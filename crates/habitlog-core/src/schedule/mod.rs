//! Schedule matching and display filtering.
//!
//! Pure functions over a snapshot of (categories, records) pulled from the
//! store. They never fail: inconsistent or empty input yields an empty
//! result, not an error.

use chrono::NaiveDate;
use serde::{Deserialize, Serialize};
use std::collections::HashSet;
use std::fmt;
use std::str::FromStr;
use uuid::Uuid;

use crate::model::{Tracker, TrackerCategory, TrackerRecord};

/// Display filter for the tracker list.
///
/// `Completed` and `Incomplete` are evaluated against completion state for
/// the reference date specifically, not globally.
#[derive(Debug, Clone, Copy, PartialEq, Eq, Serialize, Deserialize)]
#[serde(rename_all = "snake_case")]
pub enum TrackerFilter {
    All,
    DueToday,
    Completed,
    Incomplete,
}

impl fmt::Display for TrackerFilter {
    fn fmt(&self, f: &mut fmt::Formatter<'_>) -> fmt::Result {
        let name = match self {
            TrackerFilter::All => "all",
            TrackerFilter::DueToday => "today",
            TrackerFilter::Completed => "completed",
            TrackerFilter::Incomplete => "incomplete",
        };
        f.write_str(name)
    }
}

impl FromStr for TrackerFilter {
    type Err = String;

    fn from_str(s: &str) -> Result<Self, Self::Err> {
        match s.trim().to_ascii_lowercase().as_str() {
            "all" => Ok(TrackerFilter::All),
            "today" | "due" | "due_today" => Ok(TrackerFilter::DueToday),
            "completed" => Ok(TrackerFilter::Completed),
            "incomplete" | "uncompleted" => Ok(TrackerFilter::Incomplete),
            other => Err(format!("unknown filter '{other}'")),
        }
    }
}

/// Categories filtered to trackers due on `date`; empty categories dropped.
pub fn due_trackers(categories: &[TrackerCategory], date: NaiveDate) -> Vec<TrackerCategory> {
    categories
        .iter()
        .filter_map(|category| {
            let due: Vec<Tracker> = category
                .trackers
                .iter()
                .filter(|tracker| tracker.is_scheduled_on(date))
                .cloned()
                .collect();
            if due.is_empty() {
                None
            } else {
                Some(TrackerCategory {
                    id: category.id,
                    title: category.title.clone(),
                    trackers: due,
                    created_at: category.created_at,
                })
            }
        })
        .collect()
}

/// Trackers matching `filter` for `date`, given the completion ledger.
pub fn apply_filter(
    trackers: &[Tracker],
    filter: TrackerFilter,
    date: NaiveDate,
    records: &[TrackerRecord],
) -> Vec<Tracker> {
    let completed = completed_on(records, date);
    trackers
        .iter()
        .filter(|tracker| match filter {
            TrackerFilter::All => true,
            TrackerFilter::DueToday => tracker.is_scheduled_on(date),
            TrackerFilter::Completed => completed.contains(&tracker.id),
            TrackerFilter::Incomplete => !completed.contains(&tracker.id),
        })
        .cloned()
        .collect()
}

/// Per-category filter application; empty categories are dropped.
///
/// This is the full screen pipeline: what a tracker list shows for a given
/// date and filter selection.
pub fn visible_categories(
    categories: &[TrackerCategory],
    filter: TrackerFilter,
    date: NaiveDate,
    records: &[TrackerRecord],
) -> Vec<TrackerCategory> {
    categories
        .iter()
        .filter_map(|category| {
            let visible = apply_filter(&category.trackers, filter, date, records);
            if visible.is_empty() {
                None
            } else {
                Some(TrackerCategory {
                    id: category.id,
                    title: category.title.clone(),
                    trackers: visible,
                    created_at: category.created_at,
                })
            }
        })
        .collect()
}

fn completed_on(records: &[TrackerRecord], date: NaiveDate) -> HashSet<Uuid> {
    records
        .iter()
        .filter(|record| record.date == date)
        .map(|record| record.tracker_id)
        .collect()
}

* **WORK TASK**:
Copy each line of the material exactly as shown.

* **FINISHED TASK**:
filename crates/habitlog-core/src/schedule/mod.rs
//! Schedule matching and display filtering.
//!
//! Pure functions over a snapshot of (categories, records) pulled from the
//! store. They never fail: inconsistent or empty input yields an empty
//! result, not an error.

use chrono::NaiveDate;
use serde::{Deserialize, Serialize};
use std::collections::HashSet;
use std::fmt;
use std::str::FromStr;
use uuid::Uuid;

use crate::model::{Tracker, TrackerCategory, TrackerRecord};

/// Display filter for the tracker list.
///
/// `Completed` and `Incomplete` are evaluated against completion state for
/// the reference date specifically, not globally.
#[derive(Debug, Clone, Copy, PartialEq, Eq, Serialize, Deserialize)]
#[serde(rename_all = "snake_case")]
pub enum TrackerFilter {
    All,
    DueToday,
    Completed,
    Incomplete,
}

impl fmt::Display for TrackerFilter {
    fn fmt(&self, f: &mut fmt::Formatter<'_>) -> fmt::Result {
        let name = match self {
            TrackerFilter::All => "all",
            TrackerFilter::DueToday => "today",
            TrackerFilter::Completed => "completed",
            TrackerFilter::Incomplete => "incomplete",
        };
        f.write_str(name)
    }
}

impl FromStr for TrackerFilter {
    type Err = String;

    fn from_str(s: &str) -> Result<Self, Self::Err> {
        match s.trim().to_ascii_lowercase().as_str() {
            "all" => Ok(TrackerFilter::All),
            "today" | "due" | "due_today" => Ok(TrackerFilter::DueToday),
            "completed" => Ok(TrackerFilter::Completed),
            "incomplete" | "uncompleted" => Ok(TrackerFilter::Incomplete),
            other => Err(format!("unknown filter '{other}'")),
        }
    }
}

/// Categories filtered to trackers due on `date`; empty categories dropped.
pub fn due_trackers(categories: &[TrackerCategory], date: NaiveDate) -> Vec<TrackerCategory> {
    categories
        .iter()
        .filter_map(|category| {
            let due: Vec<Tracker> = category
                .trackers
                .iter()
                .filter(|tracker| tracker.is_scheduled_on(date))
                .cloned()
                .collect();
            if due.is_empty() {
                None
            } else {
                Some(TrackerCategory {
                    id: category.id,
                    title: category.title.clone(),
                    trackers: due,
                    created_at: category.created_at,
                })
            }
        })
        .collect()
}

/// Trackers matching `filter` for `date`, given the completion ledger.
pub fn apply_filter(
    trackers: &[Tracker],
    filter: TrackerFilter,
    date: NaiveDate,
    records: &[TrackerRecord],
) -> Vec<Tracker> {
    let completed = completed_on(records, date);
    trackers
        .iter()
        .filter(|tracker| match filter {
            TrackerFilter::All => true,
            TrackerFilter::DueToday => tracker.is_scheduled_on(date),
            TrackerFilter::Completed => completed.contains(&tracker.id),
            TrackerFilter::Incomplete => !completed.contains(&tracker.id),
        })
        .cloned()
        .collect()
}

/// Per-category filter application; empty categories are dropped.
///
/// This is the full screen pipeline: what a tracker list shows for a given
/// date and filter selection.
pub fn visible_categories(
    categories: &[TrackerCategory],
    filter: TrackerFilter,
    date: NaiveDate,
    records: &[TrackerRecord],
) -> Vec<TrackerCategory> {
    categories
        .iter()
        .filter_map(|category| {
            let visible = apply_filter(&category.trackers, filter, date, records);
            if visible.is_empty() {
                None
            } else {
                Some(TrackerCategory {
                    id: category.id,
                    title: category.title.clone(),
                    trackers: visible,
                    created_at: category.created_at,
                })
            }
        })
        .collect()
}

fn completed_on(records: &[TrackerRecord], date: NaiveDate) -> HashSet<Uuid> {
    records
        .iter()
        .filter(|record| record.date == date)
        .map(|record| record.tracker_id)
        .collect()
}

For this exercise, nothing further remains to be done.